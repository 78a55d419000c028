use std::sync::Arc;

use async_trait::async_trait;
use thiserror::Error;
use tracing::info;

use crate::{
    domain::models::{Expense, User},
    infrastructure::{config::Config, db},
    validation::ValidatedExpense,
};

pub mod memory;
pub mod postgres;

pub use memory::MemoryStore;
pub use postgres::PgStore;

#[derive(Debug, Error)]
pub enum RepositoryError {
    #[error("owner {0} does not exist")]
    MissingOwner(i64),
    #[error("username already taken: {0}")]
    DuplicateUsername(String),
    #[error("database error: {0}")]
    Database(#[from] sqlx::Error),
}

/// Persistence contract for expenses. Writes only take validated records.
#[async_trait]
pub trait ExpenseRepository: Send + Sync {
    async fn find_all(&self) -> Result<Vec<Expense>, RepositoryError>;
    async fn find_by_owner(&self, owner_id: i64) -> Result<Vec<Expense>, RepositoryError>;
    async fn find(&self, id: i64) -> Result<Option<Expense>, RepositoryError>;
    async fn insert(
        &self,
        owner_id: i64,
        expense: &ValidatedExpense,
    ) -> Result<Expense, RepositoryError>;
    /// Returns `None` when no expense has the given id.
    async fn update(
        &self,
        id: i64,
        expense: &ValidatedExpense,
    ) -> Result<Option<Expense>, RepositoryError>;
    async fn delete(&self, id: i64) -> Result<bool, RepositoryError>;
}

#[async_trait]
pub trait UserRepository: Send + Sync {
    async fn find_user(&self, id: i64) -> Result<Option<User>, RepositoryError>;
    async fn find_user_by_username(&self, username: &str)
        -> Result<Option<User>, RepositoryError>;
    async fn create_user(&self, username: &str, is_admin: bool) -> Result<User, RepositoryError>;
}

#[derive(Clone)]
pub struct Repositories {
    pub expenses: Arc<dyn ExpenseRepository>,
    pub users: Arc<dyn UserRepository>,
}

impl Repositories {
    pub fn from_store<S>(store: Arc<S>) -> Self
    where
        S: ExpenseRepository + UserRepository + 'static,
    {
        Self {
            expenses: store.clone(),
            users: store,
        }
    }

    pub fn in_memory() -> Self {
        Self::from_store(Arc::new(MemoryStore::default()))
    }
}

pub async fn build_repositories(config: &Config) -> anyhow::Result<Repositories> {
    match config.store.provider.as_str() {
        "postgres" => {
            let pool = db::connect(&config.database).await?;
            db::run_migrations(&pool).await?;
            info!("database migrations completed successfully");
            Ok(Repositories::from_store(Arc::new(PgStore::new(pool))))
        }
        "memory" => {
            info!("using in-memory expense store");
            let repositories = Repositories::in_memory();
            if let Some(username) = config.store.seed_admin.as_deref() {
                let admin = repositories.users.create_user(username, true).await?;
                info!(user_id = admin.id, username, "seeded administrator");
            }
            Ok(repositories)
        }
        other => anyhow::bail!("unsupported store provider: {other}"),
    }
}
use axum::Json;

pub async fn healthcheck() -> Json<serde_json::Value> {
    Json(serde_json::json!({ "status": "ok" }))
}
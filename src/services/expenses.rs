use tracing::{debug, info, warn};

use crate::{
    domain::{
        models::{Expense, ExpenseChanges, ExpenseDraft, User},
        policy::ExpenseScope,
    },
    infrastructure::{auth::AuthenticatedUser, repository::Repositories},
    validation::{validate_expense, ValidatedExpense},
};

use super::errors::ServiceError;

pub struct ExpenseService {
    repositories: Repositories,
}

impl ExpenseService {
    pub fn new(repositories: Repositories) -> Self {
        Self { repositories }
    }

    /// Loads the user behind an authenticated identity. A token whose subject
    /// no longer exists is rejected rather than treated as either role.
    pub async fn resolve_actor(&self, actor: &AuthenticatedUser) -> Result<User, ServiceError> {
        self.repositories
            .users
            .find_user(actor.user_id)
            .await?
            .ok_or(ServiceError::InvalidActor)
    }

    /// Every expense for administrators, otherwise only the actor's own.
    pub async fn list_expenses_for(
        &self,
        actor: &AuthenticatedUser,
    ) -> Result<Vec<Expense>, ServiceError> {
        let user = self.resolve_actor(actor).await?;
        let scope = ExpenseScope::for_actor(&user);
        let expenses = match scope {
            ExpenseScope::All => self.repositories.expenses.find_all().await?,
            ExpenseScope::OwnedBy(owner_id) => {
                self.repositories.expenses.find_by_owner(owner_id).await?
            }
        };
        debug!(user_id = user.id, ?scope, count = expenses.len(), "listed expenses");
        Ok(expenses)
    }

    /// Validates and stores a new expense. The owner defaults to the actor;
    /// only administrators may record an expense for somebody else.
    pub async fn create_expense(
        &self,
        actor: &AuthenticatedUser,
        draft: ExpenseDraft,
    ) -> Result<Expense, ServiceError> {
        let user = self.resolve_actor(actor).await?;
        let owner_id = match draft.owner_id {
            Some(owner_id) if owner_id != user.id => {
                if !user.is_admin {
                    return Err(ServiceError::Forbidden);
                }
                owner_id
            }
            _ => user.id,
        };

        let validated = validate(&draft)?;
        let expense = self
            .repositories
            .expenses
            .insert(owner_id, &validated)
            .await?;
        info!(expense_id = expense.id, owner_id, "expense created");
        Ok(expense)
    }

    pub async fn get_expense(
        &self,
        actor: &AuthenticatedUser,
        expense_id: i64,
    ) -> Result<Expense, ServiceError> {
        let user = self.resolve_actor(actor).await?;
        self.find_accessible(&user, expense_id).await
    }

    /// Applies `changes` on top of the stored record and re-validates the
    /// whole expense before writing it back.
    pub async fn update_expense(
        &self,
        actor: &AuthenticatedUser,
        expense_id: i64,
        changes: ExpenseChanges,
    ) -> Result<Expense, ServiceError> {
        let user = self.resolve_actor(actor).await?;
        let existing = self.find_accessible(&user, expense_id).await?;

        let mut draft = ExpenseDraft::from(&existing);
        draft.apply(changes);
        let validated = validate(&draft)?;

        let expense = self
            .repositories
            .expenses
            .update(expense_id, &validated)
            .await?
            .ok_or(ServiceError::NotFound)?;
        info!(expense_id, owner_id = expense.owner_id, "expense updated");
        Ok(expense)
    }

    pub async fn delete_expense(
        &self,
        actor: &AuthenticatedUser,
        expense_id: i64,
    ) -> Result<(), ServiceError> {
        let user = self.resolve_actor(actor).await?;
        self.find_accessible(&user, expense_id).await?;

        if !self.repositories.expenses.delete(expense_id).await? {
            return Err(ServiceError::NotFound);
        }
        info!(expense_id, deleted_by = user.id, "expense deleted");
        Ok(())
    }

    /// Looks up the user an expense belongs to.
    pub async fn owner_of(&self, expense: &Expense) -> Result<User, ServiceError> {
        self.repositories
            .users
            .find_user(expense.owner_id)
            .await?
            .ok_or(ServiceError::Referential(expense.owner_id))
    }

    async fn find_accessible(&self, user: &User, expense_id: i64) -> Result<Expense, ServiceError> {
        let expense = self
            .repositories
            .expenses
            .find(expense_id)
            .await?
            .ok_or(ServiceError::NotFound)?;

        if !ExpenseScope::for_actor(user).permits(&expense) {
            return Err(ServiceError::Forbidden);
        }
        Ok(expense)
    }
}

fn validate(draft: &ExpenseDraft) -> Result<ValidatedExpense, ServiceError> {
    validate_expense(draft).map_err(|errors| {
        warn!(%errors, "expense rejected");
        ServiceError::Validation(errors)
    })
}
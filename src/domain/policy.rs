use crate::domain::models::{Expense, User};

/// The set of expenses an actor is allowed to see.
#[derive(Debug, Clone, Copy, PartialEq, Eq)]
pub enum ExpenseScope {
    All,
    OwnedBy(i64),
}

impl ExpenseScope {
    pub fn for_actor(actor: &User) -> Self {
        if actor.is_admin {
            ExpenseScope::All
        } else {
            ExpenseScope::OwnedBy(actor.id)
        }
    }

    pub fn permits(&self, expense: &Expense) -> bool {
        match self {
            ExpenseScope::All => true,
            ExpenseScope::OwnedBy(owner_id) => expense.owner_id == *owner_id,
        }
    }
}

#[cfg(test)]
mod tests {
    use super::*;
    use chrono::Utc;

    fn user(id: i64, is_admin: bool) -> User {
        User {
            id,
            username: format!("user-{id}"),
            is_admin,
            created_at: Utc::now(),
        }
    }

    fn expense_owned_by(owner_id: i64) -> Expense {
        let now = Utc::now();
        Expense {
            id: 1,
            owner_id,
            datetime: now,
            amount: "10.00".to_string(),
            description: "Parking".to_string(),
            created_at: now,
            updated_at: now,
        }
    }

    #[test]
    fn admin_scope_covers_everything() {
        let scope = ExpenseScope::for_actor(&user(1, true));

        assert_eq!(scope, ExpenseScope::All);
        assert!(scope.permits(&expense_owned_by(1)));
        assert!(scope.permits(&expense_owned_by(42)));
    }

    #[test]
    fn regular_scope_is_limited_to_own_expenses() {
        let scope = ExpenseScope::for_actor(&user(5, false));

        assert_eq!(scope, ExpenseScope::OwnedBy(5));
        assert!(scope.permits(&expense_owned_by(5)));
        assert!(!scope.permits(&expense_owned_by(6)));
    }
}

┄┄┄┄┄┄

Scan the data above for the word "ExpenseDraft" and report every line where it is found.

## RESULT OF THIS TASK
        models::{Expense, ExpenseChanges, ExpenseDraft, User},
        draft: ExpenseDraft,
        let mut draft = ExpenseDraft::from(&existing);
fn validate(draft: &ExpenseDraft) -> Result<ValidatedExpense, ServiceError> {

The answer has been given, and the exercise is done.